_Activity:_ Only the lines from the beginning of the data below through the line containing "use serde::Serialize;" belong in the response, each copied exactly.

[Saved entries]
[Start of Attachment]

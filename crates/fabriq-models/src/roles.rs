//! Role catalog DTOs.
//!
//! The user-management screen builds its permission-editing grid from this
//! catalog: one entry per role with the role's resolver defaults and the
//! preset grid an administrator starts from.

use fabriq_core::permissions::{self, Action, Module, PermissionMap, Role};
use serde::Serialize;
use utoipa::ToSchema;

/// One role's defaults and editing-grid preset.
#[derive(Debug, Clone, Serialize, ToSchema)]
pub struct RoleCatalogEntry {
    pub role: Role,
    /// Modules visible by default when the user has no explicit map
    pub default_modules: Vec<Module>,
    /// Actions granted by default within those modules
    pub default_actions: Vec<Action>,
    /// Full grid the editing UI seeds from when this role is selected
    #[schema(value_type = Object)]
    pub preset: PermissionMap,
}

impl RoleCatalogEntry {
    pub fn for_role(role: Role) -> Self {
        Self {
            role,
            default_modules: permissions::default_modules(role).to_vec(),
            default_actions: permissions::default_actions(role).to_vec(),
            preset: permissions::role_preset(role),
        }
    }

    /// The whole catalog, in display order.
    pub fn catalog() -> Vec<Self> {
        Role::ALL.into_iter().map(Self::for_role).collect()
    }
}

#[cfg(test)]
mod tests {
    use super::*;

    #[test]
    fn test_catalog_covers_all_roles() {
        let catalog = RoleCatalogEntry::catalog();
        assert_eq!(catalog.len(), Role::ALL.len());
        assert_eq!(catalog[0].role, Role::SuperUser);
        assert_eq!(
            catalog[0].default_modules.len(),
            Module::ALL.len()
        );
    }

    #[test]
    fn test_entry_serializes_display_strings() {
        let entry = RoleCatalogEntry::for_role(Role::UnitHead);
        let json = serde_json::to_string(&entry).unwrap();
        assert!(json.contains(r#""role":"Unit Head""#));
        assert!(json.contains(r#""default_actions":["view","edit","alter"]"#));
    }
}
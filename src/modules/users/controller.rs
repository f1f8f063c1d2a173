use axum::{
    Json,
    extract::{Path, Query, State},
    http::StatusCode,
};
use tracing::instrument;
use uuid::Uuid;

use fabriq_core::errors::AppError;
use fabriq_models::users::{
    CreateUserDto, PaginatedUsersResponse, ResetPasswordDto, UpdateUserDto, User, UserFilterParams,
    UserStats,
};

use super::service::UserService;
use crate::middleware::auth::AuthUser;
use crate::modules::auth::controller::ErrorResponse;
use crate::modules::auth::model::MessageResponse;
use crate::state::AppState;
use crate::validator::ValidatedJson;

/// List users with filters and pagination
#[utoipa::path(
    get,
    path = "/api/users",
    responses(
        (status = 200, description = "Paginated list of users", body = PaginatedUsersResponse),
        (status = 401, description = "Unauthorized", body = ErrorResponse),
        (status = 403, description = "Forbidden - user management required", body = ErrorResponse)
    ),
    security(
        ("bearer_auth" = [])
    ),
    tag = "Users"
)]
#[instrument(skip(state))]
pub async fn list_users(
    State(state): State<AppState>,
    Query(filters): Query<UserFilterParams>,
) -> Result<Json<PaginatedUsersResponse>, AppError> {
    let response = UserService::list_users(&state.db, filters).await?;
    Ok(Json(response))
}

/// Create a new user
#[utoipa::path(
    post,
    path = "/api/users",
    request_body = CreateUserDto,
    responses(
        (status = 201, description = "User created successfully", body = User),
        (status = 400, description = "Username or email already taken", body = ErrorResponse),
        (status = 403, description = "Forbidden - user management required", body = ErrorResponse),
        (status = 422, description = "Validation error", body = ErrorResponse)
    ),
    security(
        ("bearer_auth" = [])
    ),
    tag = "Users"
)]
#[instrument(skip(state, dto))]
pub async fn create_user(
    State(state): State<AppState>,
    ValidatedJson(dto): ValidatedJson<CreateUserDto>,
) -> Result<(StatusCode, Json<User>), AppError> {
    let user = UserService::create_user(&state.db, dto).await?;
    Ok((StatusCode::CREATED, Json(user)))
}

/// Headline user counts for the management screen
#[utoipa::path(
    get,
    path = "/api/users/stats",
    responses(
        (status = 200, description = "User counts", body = UserStats),
        (status = 401, description = "Unauthorized", body = ErrorResponse),
        (status = 403, description = "Forbidden - user management required", body = ErrorResponse)
    ),
    security(
        ("bearer_auth" = [])
    ),
    tag = "Users"
)]
#[instrument(skip(state))]
pub async fn get_user_stats(State(state): State<AppState>) -> Result<Json<UserStats>, AppError> {
    let stats = UserService::user_stats(&state.db).await?;
    Ok(Json(stats))
}

/// Get a single user
#[utoipa::path(
    get,
    path = "/api/users/{id}",
    params(("id" = Uuid, Path, description = "User ID")),
    responses(
        (status = 200, description = "The user", body = User),
        (status = 404, description = "User not found", body = ErrorResponse)
    ),
    security(
        ("bearer_auth" = [])
    ),
    tag = "Users"
)]
#[instrument(skip(state))]
pub async fn get_user(
    State(state): State<AppState>,
    Path(id): Path<Uuid>,
) -> Result<Json<User>, AppError> {
    let user = UserService::get_user(&state.db, id).await?;
    Ok(Json(user))
}

/// Update a user
///
/// Role changes require Super User; everything else is open to any user
/// manager.
#[utoipa::path(
    put,
    path = "/api/users/{id}",
    params(("id" = Uuid, Path, description = "User ID")),
    request_body = UpdateUserDto,
    responses(
        (status = 200, description = "Updated user", body = User),
        (status = 403, description = "Forbidden - role change requires Super User", body = ErrorResponse),
        (status = 404, description = "User not found", body = ErrorResponse),
        (status = 422, description = "Validation error", body = ErrorResponse)
    ),
    security(
        ("bearer_auth" = [])
    ),
    tag = "Users"
)]
#[instrument(skip(state, auth_user, dto))]
pub async fn update_user(
    State(state): State<AppState>,
    auth_user: AuthUser,
    Path(id): Path<Uuid>,
    ValidatedJson(dto): ValidatedJson<UpdateUserDto>,
) -> Result<Json<User>, AppError> {
    let user = UserService::update_user(&state.db, id, dto, &auth_user.profile()).await?;
    Ok(Json(user))
}

/// Delete a user
#[utoipa::path(
    delete,
    path = "/api/users/{id}",
    params(("id" = Uuid, Path, description = "User ID")),
    responses(
        (status = 200, description = "User deleted", body = MessageResponse),
        (status = 404, description = "User not found", body = ErrorResponse)
    ),
    security(
        ("bearer_auth" = [])
    ),
    tag = "Users"
)]
#[instrument(skip(state))]
pub async fn delete_user(
    State(state): State<AppState>,
    Path(id): Path<Uuid>,
) -> Result<Json<MessageResponse>, AppError> {
    UserService::delete_user(&state.db, id).await?;
    Ok(Json(MessageResponse {
        message: "User deleted successfully".to_string(),
    }))
}

/// Administrative password reset
#[utoipa::path(
    post,
    path = "/api/users/{id}/reset-password",
    params(("id" = Uuid, Path, description = "User ID")),
    request_body = ResetPasswordDto,
    responses(
        (status = 200, description = "Password reset", body = MessageResponse),
        (status = 404, description = "User not found", body = ErrorResponse),
        (status = 422, description = "Validation error", body = ErrorResponse)
    ),
    security(
        ("bearer_auth" = [])
    ),
    tag = "Users"
)]
#[instrument(skip(state, dto))]
pub async fn reset_password(
    State(state): State<AppState>,
    Path(id): Path<Uuid>,
    ValidatedJson(dto): ValidatedJson<ResetPasswordDto>,
) -> Result<Json<MessageResponse>, AppError> {
    UserService::reset_password(&state.db, id, dto).await?;
    Ok(Json(MessageResponse {
        message: "Password reset successfully".to_string(),
    }))
}
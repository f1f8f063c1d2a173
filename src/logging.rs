use axum::{
    extract::{MatchedPath, Request},
    middleware::Next,
    response::Response,
};
use std::time::Instant;
use tracing::{error, info, warn};
use tracing_subscriber::{EnvFilter, Layer, layer::SubscriberExt, util::SubscriberInitExt};

pub async fn logging_middleware(req: Request, next: Next) -> Response {
    let start = Instant::now();
    let method = req.method().clone();
    let uri = req.uri().clone();
    let matched_path = req
        .extensions()
        .get::<MatchedPath>()
        .map(|p| p.as_str().to_string())
        .unwrap_or_else(|| uri.path().to_string());

    let request_id = uuid::Uuid::new_v4().to_string();

    info!(
        request_id = %request_id,
        method = %method,
        path = %matched_path,
        "Incoming request"
    );

    let response = next.run(req).await;
    let latency = start.elapsed();
    let status = response.status();

    match status.as_u16() {
        400..=499 => {
            warn!(
                request_id = %request_id,
                method = %method,
                path = %matched_path,
                status = %status.as_u16(),
                latency_ms = %latency.as_millis(),
                "Client error"
            );
        }
        500..=599 => {
            error!(
                request_id = %request_id,
                method = %method,
                path = %matched_path,
                status = %status.as_u16(),
                latency_ms = %latency.as_millis(),
                "Server error"
            );
        }
        _ => {
            info!(
                request_id = %request_id,
                method = %method,
                path = %matched_path,
                status = %status.as_u16(),
                latency_ms = %latency.as_millis(),
                "Request completed"
            );
        }
    }

    response
}

pub fn init_tracing() {
    use std::fs;
    use tracing_appender::rolling::{RollingFileAppender, Rotation};
    use tracing_subscriber::fmt;

    let log_dir = "storage/logs";
    fs::create_dir_all(log_dir).expect("Failed to create logs directory");

    // Console layer with filtering
    let console_filter = EnvFilter::try_from_default_env().unwrap_or_else(|_| {
        EnvFilter::new(format!(
            "{}=info,tower_http=warn,hyper=info",
            env!("CARGO_CRATE_NAME")
        ))
    });

    let console_layer = fmt::layer()
        .with_target(false)
        .with_thread_ids(false)
        .with_thread_names(false)
        .with_file(true)
        .with_line_number(true)
        .compact()
        .with_filter(console_filter);

    // File layer for errors
    let file_appender = RollingFileAppender::new(Rotation::DAILY, log_dir, "fabriq.log");

    let file_layer = fmt::layer()
        .with_writer(file_appender)
        .with_target(false)
        .with_thread_ids(false)
        .with_thread_names(false)
        .with_file(true)
        .with_line_number(true)
        .with_ansi(false)
        .with_filter(EnvFilter::new("error"));

    // JSON file layer for structured logs (can be ingested by Loki)
    let json_appender = RollingFileAppender::new(Rotation::DAILY, log_dir, "fabriq.json");

    let json_layer = fmt::layer()
        .json()
        .with_writer(json_appender)
        .with_current_span(true)
        .with_span_list(true)
        .with_filter(EnvFilter::new("info"));

    tracing_subscriber::registry()
        .with(console_layer)
        .with(file_layer)
        .with(json_layer)
        .init();
}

[End of Attachment]

_Your solution:_
filename crates/fabriq-models/src/roles.rs
//! Role catalog DTOs.
//!
//! The user-management screen builds its permission-editing grid from this
//! catalog: one entry per role with the role's resolver defaults and the
//! preset grid an administrator starts from.

use fabriq_core::permissions::{self, Action, Module, PermissionMap, Role};
use serde::Serialize;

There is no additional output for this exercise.